[What to do] For the entries below, repeat exactly each line starting with the one that contains "collective can reduce." and going on through the one that contains "fn from_f64(value: f64) -> Self;", and no others.

Stored items:
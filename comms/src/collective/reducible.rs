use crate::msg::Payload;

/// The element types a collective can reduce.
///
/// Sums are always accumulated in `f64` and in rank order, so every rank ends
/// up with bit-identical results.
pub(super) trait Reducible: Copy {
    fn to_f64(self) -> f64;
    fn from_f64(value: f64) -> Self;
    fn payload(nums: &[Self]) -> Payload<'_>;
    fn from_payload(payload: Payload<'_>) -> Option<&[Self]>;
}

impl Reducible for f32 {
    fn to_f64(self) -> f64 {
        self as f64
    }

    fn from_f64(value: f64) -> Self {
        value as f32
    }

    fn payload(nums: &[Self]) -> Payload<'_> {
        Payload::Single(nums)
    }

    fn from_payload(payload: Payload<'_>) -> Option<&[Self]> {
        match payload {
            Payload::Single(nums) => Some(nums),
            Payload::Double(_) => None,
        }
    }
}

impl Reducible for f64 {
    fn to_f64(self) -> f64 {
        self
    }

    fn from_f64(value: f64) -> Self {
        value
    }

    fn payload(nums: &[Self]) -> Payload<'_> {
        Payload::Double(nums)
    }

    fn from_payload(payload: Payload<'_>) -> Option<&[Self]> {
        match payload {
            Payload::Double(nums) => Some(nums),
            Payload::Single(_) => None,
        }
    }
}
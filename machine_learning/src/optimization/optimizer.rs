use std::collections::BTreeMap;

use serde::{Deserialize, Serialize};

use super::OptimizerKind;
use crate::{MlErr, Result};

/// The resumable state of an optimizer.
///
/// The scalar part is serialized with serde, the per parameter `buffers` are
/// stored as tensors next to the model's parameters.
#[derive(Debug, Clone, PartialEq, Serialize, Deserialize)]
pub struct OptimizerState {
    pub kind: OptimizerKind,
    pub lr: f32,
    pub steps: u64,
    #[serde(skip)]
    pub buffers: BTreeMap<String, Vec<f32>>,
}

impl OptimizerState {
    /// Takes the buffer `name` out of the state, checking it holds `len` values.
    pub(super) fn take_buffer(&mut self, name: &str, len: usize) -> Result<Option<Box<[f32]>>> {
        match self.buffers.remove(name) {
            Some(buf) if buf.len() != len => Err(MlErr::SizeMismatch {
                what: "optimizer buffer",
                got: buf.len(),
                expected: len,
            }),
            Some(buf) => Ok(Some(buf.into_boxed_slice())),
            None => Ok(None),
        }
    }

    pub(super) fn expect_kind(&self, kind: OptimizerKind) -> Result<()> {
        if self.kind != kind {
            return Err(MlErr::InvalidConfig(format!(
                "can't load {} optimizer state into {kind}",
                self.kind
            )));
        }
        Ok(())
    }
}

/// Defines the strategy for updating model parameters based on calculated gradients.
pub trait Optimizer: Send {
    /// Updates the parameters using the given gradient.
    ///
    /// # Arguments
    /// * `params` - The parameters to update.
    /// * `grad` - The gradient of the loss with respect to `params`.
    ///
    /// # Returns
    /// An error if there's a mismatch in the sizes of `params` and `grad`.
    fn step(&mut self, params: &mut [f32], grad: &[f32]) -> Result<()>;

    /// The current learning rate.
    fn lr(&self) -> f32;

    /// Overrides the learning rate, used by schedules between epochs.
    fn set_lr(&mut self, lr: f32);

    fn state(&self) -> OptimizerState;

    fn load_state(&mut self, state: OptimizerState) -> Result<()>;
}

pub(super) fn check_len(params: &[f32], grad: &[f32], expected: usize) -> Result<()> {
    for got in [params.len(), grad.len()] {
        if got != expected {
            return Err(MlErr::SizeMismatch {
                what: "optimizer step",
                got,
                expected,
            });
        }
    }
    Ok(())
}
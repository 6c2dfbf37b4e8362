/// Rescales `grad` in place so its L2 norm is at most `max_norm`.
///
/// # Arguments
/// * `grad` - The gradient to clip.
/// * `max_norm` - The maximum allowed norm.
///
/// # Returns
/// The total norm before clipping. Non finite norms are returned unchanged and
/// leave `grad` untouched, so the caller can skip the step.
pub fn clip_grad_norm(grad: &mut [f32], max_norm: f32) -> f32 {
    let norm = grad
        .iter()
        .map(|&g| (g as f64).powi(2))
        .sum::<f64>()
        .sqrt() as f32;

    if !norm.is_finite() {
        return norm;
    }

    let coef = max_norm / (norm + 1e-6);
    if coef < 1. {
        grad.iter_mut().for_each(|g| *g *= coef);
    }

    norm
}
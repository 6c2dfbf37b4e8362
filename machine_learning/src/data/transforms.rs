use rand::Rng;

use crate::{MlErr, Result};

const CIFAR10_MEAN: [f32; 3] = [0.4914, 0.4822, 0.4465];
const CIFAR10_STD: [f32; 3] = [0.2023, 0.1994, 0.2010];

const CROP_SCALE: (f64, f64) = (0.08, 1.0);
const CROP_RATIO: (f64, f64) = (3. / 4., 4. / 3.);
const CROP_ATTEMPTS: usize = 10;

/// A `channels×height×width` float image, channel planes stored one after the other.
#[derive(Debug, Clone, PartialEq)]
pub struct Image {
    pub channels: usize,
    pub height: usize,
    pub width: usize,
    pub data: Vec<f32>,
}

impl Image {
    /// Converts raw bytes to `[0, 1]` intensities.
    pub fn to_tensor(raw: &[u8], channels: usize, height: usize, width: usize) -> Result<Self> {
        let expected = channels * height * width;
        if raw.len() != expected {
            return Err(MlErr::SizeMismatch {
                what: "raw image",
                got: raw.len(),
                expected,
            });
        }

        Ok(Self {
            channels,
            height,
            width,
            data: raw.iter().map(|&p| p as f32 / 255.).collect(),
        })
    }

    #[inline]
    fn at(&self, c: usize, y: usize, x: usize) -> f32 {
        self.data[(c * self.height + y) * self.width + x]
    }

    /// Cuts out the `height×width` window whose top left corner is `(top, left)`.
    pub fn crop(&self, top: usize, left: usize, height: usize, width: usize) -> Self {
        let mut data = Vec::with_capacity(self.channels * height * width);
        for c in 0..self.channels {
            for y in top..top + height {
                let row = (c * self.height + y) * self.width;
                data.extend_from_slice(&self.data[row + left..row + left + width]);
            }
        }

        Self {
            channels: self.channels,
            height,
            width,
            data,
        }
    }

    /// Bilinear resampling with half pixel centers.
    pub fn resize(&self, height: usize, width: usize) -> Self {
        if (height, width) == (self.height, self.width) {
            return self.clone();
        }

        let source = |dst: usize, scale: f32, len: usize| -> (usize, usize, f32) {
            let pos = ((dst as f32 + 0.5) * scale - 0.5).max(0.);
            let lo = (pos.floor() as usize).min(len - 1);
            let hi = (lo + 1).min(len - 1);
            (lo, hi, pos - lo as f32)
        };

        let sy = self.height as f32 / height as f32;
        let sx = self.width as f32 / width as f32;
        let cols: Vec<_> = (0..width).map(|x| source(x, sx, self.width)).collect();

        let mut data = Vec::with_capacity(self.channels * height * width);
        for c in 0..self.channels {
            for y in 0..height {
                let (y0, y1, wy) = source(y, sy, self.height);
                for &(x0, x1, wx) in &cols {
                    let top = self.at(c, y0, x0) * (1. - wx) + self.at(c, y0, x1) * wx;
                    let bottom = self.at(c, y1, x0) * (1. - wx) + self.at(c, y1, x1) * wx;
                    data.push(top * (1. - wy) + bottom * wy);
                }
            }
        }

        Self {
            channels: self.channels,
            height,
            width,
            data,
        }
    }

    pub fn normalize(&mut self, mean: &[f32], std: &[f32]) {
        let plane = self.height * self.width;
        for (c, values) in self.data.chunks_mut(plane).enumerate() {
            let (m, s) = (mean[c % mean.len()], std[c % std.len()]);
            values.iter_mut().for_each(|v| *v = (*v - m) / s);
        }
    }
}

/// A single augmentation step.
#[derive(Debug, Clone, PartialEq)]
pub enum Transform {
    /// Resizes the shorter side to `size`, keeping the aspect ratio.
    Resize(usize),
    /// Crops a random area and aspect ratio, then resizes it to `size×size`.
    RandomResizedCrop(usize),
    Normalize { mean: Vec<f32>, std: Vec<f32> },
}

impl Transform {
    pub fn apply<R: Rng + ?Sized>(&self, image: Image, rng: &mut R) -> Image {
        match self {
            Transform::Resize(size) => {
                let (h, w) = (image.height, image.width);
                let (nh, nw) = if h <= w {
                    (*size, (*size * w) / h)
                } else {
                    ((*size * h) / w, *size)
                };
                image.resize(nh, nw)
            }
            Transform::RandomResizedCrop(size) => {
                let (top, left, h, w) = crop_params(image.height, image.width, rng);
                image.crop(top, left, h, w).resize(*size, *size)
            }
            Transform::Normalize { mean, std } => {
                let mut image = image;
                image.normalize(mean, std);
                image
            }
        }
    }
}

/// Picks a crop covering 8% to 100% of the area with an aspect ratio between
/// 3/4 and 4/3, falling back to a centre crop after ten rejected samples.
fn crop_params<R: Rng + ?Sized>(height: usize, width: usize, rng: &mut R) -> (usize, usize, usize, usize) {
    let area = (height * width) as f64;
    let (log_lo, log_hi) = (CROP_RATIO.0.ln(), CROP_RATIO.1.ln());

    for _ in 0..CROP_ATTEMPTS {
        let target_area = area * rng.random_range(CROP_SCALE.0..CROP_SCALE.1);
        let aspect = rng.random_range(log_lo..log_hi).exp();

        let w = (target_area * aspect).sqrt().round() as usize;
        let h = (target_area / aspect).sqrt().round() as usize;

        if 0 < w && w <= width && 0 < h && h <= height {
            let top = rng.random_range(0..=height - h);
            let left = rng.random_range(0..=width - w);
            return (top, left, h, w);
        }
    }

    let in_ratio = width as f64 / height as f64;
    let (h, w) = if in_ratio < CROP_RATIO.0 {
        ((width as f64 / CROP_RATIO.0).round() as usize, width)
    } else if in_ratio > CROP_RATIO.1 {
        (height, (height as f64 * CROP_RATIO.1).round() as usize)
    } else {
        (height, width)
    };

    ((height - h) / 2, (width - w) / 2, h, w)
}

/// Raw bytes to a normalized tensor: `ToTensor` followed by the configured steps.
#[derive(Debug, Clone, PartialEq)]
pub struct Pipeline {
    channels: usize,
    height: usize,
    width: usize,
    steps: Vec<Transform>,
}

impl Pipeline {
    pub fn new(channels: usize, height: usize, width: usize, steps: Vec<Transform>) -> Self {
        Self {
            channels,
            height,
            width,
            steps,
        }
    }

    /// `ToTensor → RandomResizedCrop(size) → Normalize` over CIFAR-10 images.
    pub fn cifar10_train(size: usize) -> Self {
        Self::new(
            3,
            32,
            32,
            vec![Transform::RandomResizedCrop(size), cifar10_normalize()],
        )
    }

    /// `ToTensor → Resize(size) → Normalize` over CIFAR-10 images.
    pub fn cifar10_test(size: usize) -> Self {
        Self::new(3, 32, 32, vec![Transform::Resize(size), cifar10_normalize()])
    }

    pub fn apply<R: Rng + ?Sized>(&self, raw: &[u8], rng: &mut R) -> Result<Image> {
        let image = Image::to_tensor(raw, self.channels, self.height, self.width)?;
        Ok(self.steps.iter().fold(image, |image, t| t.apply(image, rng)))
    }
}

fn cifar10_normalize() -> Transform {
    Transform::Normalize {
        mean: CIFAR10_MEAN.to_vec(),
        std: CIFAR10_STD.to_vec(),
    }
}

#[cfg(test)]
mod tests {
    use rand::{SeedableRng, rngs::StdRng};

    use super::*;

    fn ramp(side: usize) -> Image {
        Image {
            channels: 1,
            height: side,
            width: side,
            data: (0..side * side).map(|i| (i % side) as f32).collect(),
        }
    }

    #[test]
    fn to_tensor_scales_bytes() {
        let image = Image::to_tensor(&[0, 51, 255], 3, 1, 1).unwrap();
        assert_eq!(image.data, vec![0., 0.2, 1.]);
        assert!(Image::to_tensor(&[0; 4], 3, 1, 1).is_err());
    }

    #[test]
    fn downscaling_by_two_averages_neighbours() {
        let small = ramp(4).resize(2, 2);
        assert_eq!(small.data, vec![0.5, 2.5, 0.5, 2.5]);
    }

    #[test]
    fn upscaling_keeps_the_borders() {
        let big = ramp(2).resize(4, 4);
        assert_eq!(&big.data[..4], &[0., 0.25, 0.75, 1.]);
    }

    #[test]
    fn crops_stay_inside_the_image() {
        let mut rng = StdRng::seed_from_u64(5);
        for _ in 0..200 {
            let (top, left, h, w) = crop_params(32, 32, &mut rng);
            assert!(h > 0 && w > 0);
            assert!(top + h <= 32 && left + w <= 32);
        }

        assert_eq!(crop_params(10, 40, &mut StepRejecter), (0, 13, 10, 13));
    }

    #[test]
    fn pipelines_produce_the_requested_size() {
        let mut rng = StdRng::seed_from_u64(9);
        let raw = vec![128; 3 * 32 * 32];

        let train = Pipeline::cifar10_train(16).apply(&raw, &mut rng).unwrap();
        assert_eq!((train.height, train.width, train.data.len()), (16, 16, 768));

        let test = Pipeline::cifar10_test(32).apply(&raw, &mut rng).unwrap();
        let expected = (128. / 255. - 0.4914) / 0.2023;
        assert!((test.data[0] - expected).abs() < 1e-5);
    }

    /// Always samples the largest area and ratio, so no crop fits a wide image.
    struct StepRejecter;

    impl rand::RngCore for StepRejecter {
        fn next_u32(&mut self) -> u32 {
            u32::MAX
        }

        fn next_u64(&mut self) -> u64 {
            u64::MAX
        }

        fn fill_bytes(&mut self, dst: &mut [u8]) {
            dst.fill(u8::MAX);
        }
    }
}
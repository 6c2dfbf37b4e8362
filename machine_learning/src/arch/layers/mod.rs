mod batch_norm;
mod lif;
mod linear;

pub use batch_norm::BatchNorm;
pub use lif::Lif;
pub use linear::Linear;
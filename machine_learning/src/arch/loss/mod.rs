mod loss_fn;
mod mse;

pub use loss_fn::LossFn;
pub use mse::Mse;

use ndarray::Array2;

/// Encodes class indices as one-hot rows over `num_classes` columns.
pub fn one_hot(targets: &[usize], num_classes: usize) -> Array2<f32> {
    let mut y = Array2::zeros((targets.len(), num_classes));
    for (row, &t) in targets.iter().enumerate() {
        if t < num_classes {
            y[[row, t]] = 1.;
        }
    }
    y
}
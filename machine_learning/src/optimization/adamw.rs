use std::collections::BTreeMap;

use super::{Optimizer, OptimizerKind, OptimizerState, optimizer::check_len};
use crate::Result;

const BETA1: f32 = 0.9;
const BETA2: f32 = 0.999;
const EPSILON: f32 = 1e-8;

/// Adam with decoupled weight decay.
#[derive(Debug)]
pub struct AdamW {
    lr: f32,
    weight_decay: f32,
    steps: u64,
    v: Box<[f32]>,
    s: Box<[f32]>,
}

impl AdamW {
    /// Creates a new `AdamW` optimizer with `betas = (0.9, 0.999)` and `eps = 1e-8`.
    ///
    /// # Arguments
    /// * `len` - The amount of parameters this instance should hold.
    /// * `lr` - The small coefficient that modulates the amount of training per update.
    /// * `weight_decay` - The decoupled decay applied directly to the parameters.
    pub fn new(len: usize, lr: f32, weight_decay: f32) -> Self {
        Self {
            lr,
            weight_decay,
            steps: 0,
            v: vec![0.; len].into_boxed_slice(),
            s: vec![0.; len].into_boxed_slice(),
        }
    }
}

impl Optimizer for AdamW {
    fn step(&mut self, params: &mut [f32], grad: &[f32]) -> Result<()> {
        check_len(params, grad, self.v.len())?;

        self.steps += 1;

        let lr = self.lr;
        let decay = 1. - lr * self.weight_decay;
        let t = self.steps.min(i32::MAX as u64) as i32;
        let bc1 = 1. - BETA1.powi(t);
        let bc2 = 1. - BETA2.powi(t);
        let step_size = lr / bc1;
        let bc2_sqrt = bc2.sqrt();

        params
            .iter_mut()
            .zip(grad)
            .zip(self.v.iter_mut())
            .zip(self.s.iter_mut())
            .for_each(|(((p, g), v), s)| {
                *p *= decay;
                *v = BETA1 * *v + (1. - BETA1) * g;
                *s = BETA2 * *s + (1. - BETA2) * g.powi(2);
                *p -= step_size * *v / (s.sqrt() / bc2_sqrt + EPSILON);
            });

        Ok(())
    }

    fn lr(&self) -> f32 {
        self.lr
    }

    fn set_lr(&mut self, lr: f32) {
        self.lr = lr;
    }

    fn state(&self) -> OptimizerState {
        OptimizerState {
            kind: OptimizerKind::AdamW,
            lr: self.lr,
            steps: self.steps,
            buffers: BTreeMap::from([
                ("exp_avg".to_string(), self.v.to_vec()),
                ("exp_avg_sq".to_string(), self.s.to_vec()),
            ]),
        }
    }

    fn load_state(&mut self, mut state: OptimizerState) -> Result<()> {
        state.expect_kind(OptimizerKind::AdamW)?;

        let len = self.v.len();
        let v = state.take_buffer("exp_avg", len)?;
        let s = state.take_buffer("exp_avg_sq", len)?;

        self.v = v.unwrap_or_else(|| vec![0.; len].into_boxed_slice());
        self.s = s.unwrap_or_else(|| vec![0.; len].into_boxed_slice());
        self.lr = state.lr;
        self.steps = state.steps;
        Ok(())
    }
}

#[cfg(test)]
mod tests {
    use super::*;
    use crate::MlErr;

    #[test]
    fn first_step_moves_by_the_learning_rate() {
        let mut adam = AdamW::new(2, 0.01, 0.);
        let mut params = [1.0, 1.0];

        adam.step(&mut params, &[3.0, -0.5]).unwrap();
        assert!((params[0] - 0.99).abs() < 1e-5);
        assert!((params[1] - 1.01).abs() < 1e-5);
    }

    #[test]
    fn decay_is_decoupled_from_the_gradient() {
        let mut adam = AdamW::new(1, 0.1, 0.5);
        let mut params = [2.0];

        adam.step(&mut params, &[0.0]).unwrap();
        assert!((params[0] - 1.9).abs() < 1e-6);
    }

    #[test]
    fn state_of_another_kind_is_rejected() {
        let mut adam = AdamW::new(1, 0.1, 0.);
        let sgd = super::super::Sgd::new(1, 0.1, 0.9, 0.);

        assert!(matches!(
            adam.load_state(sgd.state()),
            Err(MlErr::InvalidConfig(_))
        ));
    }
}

[Solution to this problem]
/// The element types a collective can reduce.
///
/// Sums are always accumulated in `f64` and in rank order, so every rank ends
/// up with bit-identical results.
pub(super) trait Reducible: Copy {
    fn to_f64(self) -> f64;
    fn from_f64(value: f64) -> Self;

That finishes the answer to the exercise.